El estado o curso de agradecimiento, el conjunto de
elementos en lo que aquello consiste no es o está basado en niveles de cuantía,
de una ubicación particular.
Algo tiene que activarse, desarrollarse en el interior, que
nos haga valorar todo aquello que procede de las manos de Dios y entregado a
nosotros.
Algo tiene que despertar en nuestro entero ser, aprendisaje
para apreciar todo cuanto procede de los medios que Él ha dispuesto u ordenado para
que esto sea una realidad.
Una mente, un corazón agradecido mide todo con la métrica
de cálculo en base a lo indigno que se es en recibir del Soberano Rey. Esto
permite que todo permanezca en la perspectiva correcta. ¿Quién es digno de
todas sus bondades para con nosotros?
¿habrá alguien que se osaría a levantar sus manos?
Resulta interesante, que si un pueblo de bajos recursos o
normal, una villa, aldea; un individuo fuese honrado con la presencia de un
rey, presidente, alguien en liderazgo en su lugar de ubicación, vivencia; ellos
se sentirían privilegiados en haber recibido aquella deferencia de aquél, sin
haberles concedido absolutamente nada, sólo su presencia.
¿Por qué habría surgido la gratitud? ¿Por qué habría
surgido el entusiasmo? Porque para ellos aquello resulta importante, aquel
simple gesto para ellos fue un acto especial, porque para ellos los honró con
el simple hecho de estar allí.
Dios no sólo está presente, jamás su presencia está sin
bendecir, sin impartir o dar aquello que se necesita, que es vital,
indispensable para nuestras vidas. Y hay tantos que más impactados se sienten
por una presencia humana distinguida, que con el Dueño del universo que sí los
colma continuamente de su misericordia y de su gracia. Nadie es digno, nadie es
merecedor; y hay aquellos que realmente abundan en ingratitud y están
desconformes con lo que se ha placido el Señor en confiarles.
Algo hay torcido en los niveles de evaluar lo que es oro
puro, de la simple escoria en comparación. Y cuando se está en aquella
condición de desechar lo bueno y apropiarse de aquello que en nada beneficia,
difícil es el poder realmente justipreciar o valuar.
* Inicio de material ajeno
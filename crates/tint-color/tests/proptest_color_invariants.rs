//! Property-based invariant tests for color values and parsing.
//!
//! 1. `#RRGGBBAA` output parses back to the same channels.
//! 2. HSV → RGB → HSV reproduces RGB within ±1 for saturated colors.
//! 3. Derived HSV stays in range.
//! 4. Equality ignores how a color was built.
//! 5. Parsing arbitrary text never panics.
//! 6. Value-rail transforms keep alpha.

use proptest::prelude::*;
use tint_color::{Channel, Color};

// ── Helpers ─────────────────────────────────────────────────────────────

fn color_strategy() -> impl Strategy<Value = Color> {
    any::<u32>().prop_map(Color::from_u32)
}

fn saturated_strategy() -> impl Strategy<Value = Color> {
    (any::<u8>(), any::<u8>(), any::<u8>())
        .prop_filter("needs chroma", |(r, g, b)| !(r == g && g == b))
        .prop_map(|(r, g, b)| Color::rgb(r, g, b))
}

fn channel_distance(a: Channel, b: Channel) -> u8 {
    a.value().abs_diff(b.value())
}

// ═════════════════════════════════════════════════════════════════════════
// 1. Canonical hex round-trip
// ═════════════════════════════════════════════════════════════════════════

proptest! {
    #[test]
    fn hex_round_trip(c in color_strategy()) {
        let text = c.to_hex();
        prop_assert_eq!(text.len(), 9);
        prop_assert_eq!(text.to_uppercase(), text.clone());
        let back = Color::parse(&text).unwrap();
        prop_assert_eq!(back, c, "round trip through {}", text);
    }
}

// ═════════════════════════════════════════════════════════════════════════
// 2. HSV round-trip
// ═════════════════════════════════════════════════════════════════════════

proptest! {
    #[test]
    fn hsv_round_trip_within_one(c in saturated_strategy()) {
        prop_assume!(c.saturation() > 0.0);
        let back = Color::from_hsv(c.hue(), c.saturation(), c.value()).unwrap();
        prop_assert!(channel_distance(back.r(), c.r()) <= 1, "{} vs {}", back, c);
        prop_assert!(channel_distance(back.g(), c.g()) <= 1, "{} vs {}", back, c);
        prop_assert!(channel_distance(back.b(), c.b()) <= 1, "{} vs {}", back, c);
    }
}

// ═════════════════════════════════════════════════════════════════════════
// 3. HSV ranges
// ═════════════════════════════════════════════════════════════════════════

proptest! {
    #[test]
    fn derived_hsv_in_range(c in color_strategy()) {
        prop_assert!((0.0..360.0).contains(&c.hue()), "hue {}", c.hue());
        prop_assert!((0.0..=1.0).contains(&c.saturation()));
        prop_assert!((0.0..=1.0).contains(&c.value()));
    }

    #[test]
    fn from_hsv_accepts_any_finite_hue(h in -10_000.0f64..10_000.0, s in 0.0f64..=1.0, v in 0.0f64..=1.0) {
        let c = Color::from_hsv(h, s, v).unwrap();
        prop_assert!((0.0..360.0).contains(&c.hue()));
        prop_assert!(c.is_opaque());
    }
}

// ═════════════════════════════════════════════════════════════════════════
// 4. Equality is channel-only
// ═════════════════════════════════════════════════════════════════════════

proptest! {
    #[test]
    fn equality_matches_packed_channels(a in color_strategy(), b in color_strategy()) {
        prop_assert_eq!(a == b, a.to_u32() == b.to_u32());
        prop_assert_eq!(a.cmp(&b), a.to_u32().cmp(&b.to_u32()));
    }

    #[test]
    fn rgb_function_matches_hex(r in any::<u8>(), g in any::<u8>(), b in any::<u8>()) {
        let from_fn = Color::parse(&format!("rgb({r}, {g}, {b})")).unwrap();
        let from_space = Color::parse(&format!("rgb({r} {g} {b})")).unwrap();
        let from_hex = Color::parse(&format!("#{r:02x}{g:02x}{b:02x}")).unwrap();
        prop_assert_eq!(from_fn, from_hex);
        prop_assert_eq!(from_space, from_hex);
    }
}

// ═════════════════════════════════════════════════════════════════════════
// 5. Parsing never panics
// ═════════════════════════════════════════════════════════════════════════

proptest! {
    #[test]
    fn parse_arbitrary_text_never_panics(s in ".{0,40}") {
        let _ = Color::try_parse(&s);
    }

    #[test]
    fn parse_function_shaped_text_never_panics(
        name in "(rgb|rgba|hsv|hsva|foo)",
        body in "[0-9a-z.,%/ -]{0,24}",
    ) {
        let _ = Color::try_parse(&format!("{name}({body})"));
    }
}

// ═════════════════════════════════════════════════════════════════════════
// 6. Transforms keep alpha
// ═════════════════════════════════════════════════════════════════════════

proptest! {
    #[test]
    fn value_transforms_keep_alpha(c in color_strategy(), v in 0.0f64..=1.0, amount in 0.0f64..=1.0) {
        prop_assert_eq!(c.with_value(v).a(), c.a());
        prop_assert_eq!(c.lighten(amount).a(), c.a());
        prop_assert_eq!(c.darken(amount).a(), c.a());
        prop_assert_eq!(c.desaturate(amount).a(), c.a());
    }

    #[test]
    fn lighten_never_lowers_value(c in color_strategy(), amount in 0.0f64..=1.0) {
        prop_assert!(c.lighten(amount).value() + 1.0 / 255.0 >= c.value());
        prop_assert!(c.darken(amount).value() <= c.value() + 1.0 / 255.0);
    }
}
#![forbid(unsafe_code)]

//! Interaction-state and elevation variants of a base color.
//!
//! All transforms work on the HSV value axis. A "shift" lightens dark
//! colors and darkens light ones (V ≥ 0.5), so every state differs visibly
//! from its base whatever the starting tone. High-contrast variants skip
//! derivation entirely.

use tint_color::Color;
use tint_core::{Error, Result};

use crate::keys::{InteractionState, ThemeVariant};

pub const HOVER_SHIFT: f64 = 0.06;
pub const FOCUS_SHIFT: f64 = 0.10;
pub const PRESS_SHIFT: f64 = 0.14;
pub const DRAG_SHIFT: f64 = 0.18;
pub const DISABLED_DESATURATION: f64 = 0.6;
/// Fraction of the way V moves toward [`DISABLED_TARGET_VALUE`].
pub const DISABLED_BLEND: f64 = 0.15;
pub const DISABLED_TARGET_VALUE: f64 = 0.5;
pub const VISITED_DESATURATION: f64 = 0.3;

/// Value shift per elevation level.
pub const ELEVATION_STEP: f64 = 0.02;
/// Highest elevation level.
pub const MAX_ELEVATION: u8 = 5;

/// Move V by `amount` away from the nearer extreme: up when V < 0.5, down
/// otherwise.
#[must_use]
pub fn shift(color: Color, amount: f64) -> Color {
    if color.value() >= 0.5 {
        color.darken(amount)
    } else {
        color.lighten(amount)
    }
}

/// Muted, mid-toned rendition for disabled controls.
#[must_use]
pub fn disabled(color: Color) -> Color {
    let muted = color.desaturate(DISABLED_DESATURATION);
    let v = muted.value();
    muted.with_value(v + (DISABLED_TARGET_VALUE - v) * DISABLED_BLEND)
}

/// Color for `state` derived from the default-state `base`.
#[must_use]
pub fn state_color(base: Color, state: InteractionState) -> Color {
    match state {
        InteractionState::Default => base,
        InteractionState::Hovered => shift(base, HOVER_SHIFT),
        InteractionState::Focused => shift(base, FOCUS_SHIFT),
        InteractionState::Pressed => shift(base, PRESS_SHIFT),
        InteractionState::Dragged => shift(base, DRAG_SHIFT),
        InteractionState::Disabled => disabled(base),
        InteractionState::Visited => base.desaturate(VISITED_DESATURATION),
    }
}

/// [`state_color`], bypassed for high-contrast variants.
#[must_use]
pub fn derive_state(base: Color, state: InteractionState, variant: ThemeVariant) -> Color {
    if variant.is_high_contrast() {
        return base;
    }
    state_color(base, state)
}

/// Surface color for elevation `level` (0 returns `base`).
///
/// # Errors
///
/// [`Error::InvalidArgumentRange`] for levels above [`MAX_ELEVATION`].
pub fn elevation(base: Color, level: u8) -> Result<Color> {
    if level > MAX_ELEVATION {
        return Err(Error::InvalidArgumentRange {
            name: "elevation",
            value: f64::from(level),
            min: 0.0,
            max: f64::from(MAX_ELEVATION),
        });
    }
    if level == 0 {
        return Ok(base);
    }
    Ok(shift(base, ELEVATION_STEP * f64::from(level)))
}
#![forbid(unsafe_code)]

//! 8-bit color channels and the sRGB transfer curve.

/// Threshold below which the sRGB EOTF is linear.
pub const SRGB_LINEAR_THRESHOLD: f64 = 0.04045;

/// Threshold below which the inverse transfer (OETF) is linear.
const LINEAR_SRGB_THRESHOLD: f64 = 0.003_130_8;

/// A single 8-bit color channel (0–255).
#[derive(Debug, Clone, Copy, PartialEq, Eq, PartialOrd, Ord, Hash, Default)]
#[repr(transparent)]
pub struct Channel(pub u8);

impl Channel {
    /// Channel fully off.
    pub const MIN: Self = Self(0);
    /// Channel fully on.
    pub const MAX: Self = Self(255);

    /// Wrap a raw byte.
    #[inline]
    pub const fn new(value: u8) -> Self {
        Self(value)
    }

    /// Raw byte value.
    #[inline]
    pub const fn value(self) -> u8 {
        self.0
    }

    /// Value scaled to `[0.0, 1.0]`.
    #[inline]
    pub fn normalized(self) -> f64 {
        f64::from(self.0) / 255.0
    }

    /// Quantize a normalized value: clamp to `[0, 1]`, scale, and round half
    /// to even. NaN maps to zero.
    #[inline]
    pub fn from_normalized(value: f64) -> Self {
        if value.is_nan() {
            return Self::MIN;
        }
        let scaled = (value.clamp(0.0, 1.0) * 255.0).round_ties_even();
        Self(scaled as u8)
    }

    /// Linear-light intensity of this channel.
    #[inline]
    pub fn to_linear(self) -> f64 {
        srgb_to_linear(self.normalized())
    }

    /// Encode a linear-light intensity back to an sRGB channel.
    #[inline]
    pub fn from_linear(linear: f64) -> Self {
        Self::from_normalized(linear_to_srgb(linear))
    }

    /// Plain interpolation in encoded sRGB space. `t` is clamped to `[0, 1]`.
    #[must_use]
    pub fn lerp(self, other: Self, t: f64) -> Self {
        let t = clamp_unit(t);
        let a = self.normalized();
        let b = other.normalized();
        Self::from_normalized(a + (b - a) * t)
    }

    /// Gamma-correct interpolation: blend in linear light, then re-encode.
    #[must_use]
    pub fn lerp_linear_light(self, other: Self, t: f64) -> Self {
        let t = clamp_unit(t);
        let a = self.to_linear();
        let b = other.to_linear();
        Self::from_linear(a + (b - a) * t)
    }
}

impl From<u8> for Channel {
    fn from(value: u8) -> Self {
        Self(value)
    }
}

impl From<Channel> for u8 {
    fn from(channel: Channel) -> Self {
        channel.0
    }
}

/// sRGB electro-optical transfer function (encoded → linear light).
#[must_use]
pub fn srgb_to_linear(c: f64) -> f64 {
    if c < SRGB_LINEAR_THRESHOLD {
        c / 12.92
    } else {
        ((c + 0.055) / 1.055).powf(2.4)
    }
}

/// Inverse sRGB transfer function (linear light → encoded).
#[must_use]
pub fn linear_to_srgb(l: f64) -> f64 {
    let l = l.clamp(0.0, 1.0);
    if l <= LINEAR_SRGB_THRESHOLD {
        l * 12.92
    } else {
        1.055 * l.powf(1.0 / 2.4) - 0.055
    }
}

#[inline]
pub(crate) fn clamp_unit(t: f64) -> f64 {
    if t.is_nan() { 0.0 } else { t.clamp(0.0, 1.0) }
}
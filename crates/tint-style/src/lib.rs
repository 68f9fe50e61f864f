#![forbid(unsafe_code)]

//! Contrast resolution, state derivation, and the design-token cascade.
//!
//! # Example
//! ```
//! use tint_color::Color;
//! use tint_style::{CascadeTree, Component, Navigator, StyleProperty, ThemeVariant};
//!
//! let mut tree = CascadeTree::new();
//! let nav = Navigator::new()
//!     .component(Component::Button)
//!     .variant(ThemeVariant::Light)
//!     .property(StyleProperty::BackgroundColor);
//! tree.set(&nav, Color::parse("#0B63CE").unwrap()).unwrap();
//!
//! let css = tree.build(&Navigator::new().component(Component::Button), Some("ds"));
//! assert!(css.starts_with("--ds-button-light-default-background-color:#0B63CEFF;"));
//! ```

pub mod border;
pub mod cascade;
pub mod contrast;
pub mod css;
pub mod keys;
pub mod patch;
pub mod seed;
pub mod state;
pub mod value;

pub use border::{BorderOutcome, BorderRequest, BorderSource, border_color, derive_border};
pub use cascade::{CascadeTree, Companions, ComponentNode, Navigator, Subtree, VariantNode};
pub use contrast::{
    ContrastOutcome, ContrastSearch, Direction, SearchRail, SearchTrace, contrast_ratio,
    ensure_minimum_contrast, relative_luminance, resolve_contrast,
};
pub use css::{Declaration, DeclarationBlock};
pub use keys::{Component, InteractionState, StyleKey, StyleProperty, ThemeVariant};
pub use patch::{Cascade, Slots, StylePatch};
pub use seed::{ThemeSeed, VariantSeed};
pub use state::{derive_state, elevation};
pub use value::{LengthUnit, StyleValue};
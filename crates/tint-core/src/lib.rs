#![forbid(unsafe_code)]

//! Core: error taxonomy, logging macros, and engine configuration for tint.

pub mod config;
pub mod error;
pub mod logging;

pub use config::{ConfigOverride, TokenConfig};
pub use error::{Error, Result};

// Re-export tracing macros at crate root for ergonomic use.
#[cfg(feature = "tracing")]
pub use logging::{
    debug, debug_span, error, error_span, info, info_span, trace, trace_span, warn, warn_span,
};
¿En base a qué valoramos? ¿En base a qué nos consideramos
bendecidos?
Y de estar bendecidos, esto no encuentra vacíos o
faltantes, ya que en vez de estar o considerar lo que no está o hace falta en
base a algún criterio, cuenta o se goza en las ricas bendiciones que su Dios le
ha provisto.
Ser exigentes en lugares que no nos corresponden, hacia
quien no tiene obligación alguna, ya que todo cuanto hace el Señor lo hace de
su puro e incondicional amor para con todos. Si exigencia se desea dar uso, que
esta sea para consigo mismo, demandando que ingratitud con el Creador no sea
jamás la fuente del que se beba.
Si el pueblo de Dios viviese en estado de agradecimiento,
sí, por todo cuanto nos concede Él (el cual, si procede de Él es bueno, ya
que: Toda buena dádiva y todo don perfecto desciende de lo alto, del
Padre de luces, en el cual no hay mudanza ni sombra de variación (Santiago
1:17)), lo alabaría, este hecho abriría puertas para que
continuaran las entradas de aquello que a todos tiene preparado. Empero ese
estado en que se percibe en parte del pueblo, como si el Dios a quien sirven
los está torturando.
Hasta que la piedra de ingratitud que está ante el flujo
del Río de Bendiciones, provisto por el Creador, hasta que aquello no sea
removido, de esa fuente solo obtendrá gotas, cuando su vida de ella podría ser
inundada.
Es de gran importancia señalar, que cuando hay un variar en
acontecimientos, es ya sea por una prueba, y de ser así, es momentáneo o temporal,
porque el Señor se complace en bendecir. Cuando el cambio es debido al hecho
que alguien se ha movido de poder continuamente recibir de esa buena dádiva y
don perfecto, y no ha sido Dios.
Agradecimiento no debe ser una palabra desconocida en su
vocablo, ya que para muchos las quejas es la que tiene mayor vigencia; no entre
los paganos necesariamente, pero en los labios de aquellos que no deberían de
poder cesar con sus lenguas, la alabanza y la exaltación a su Dios.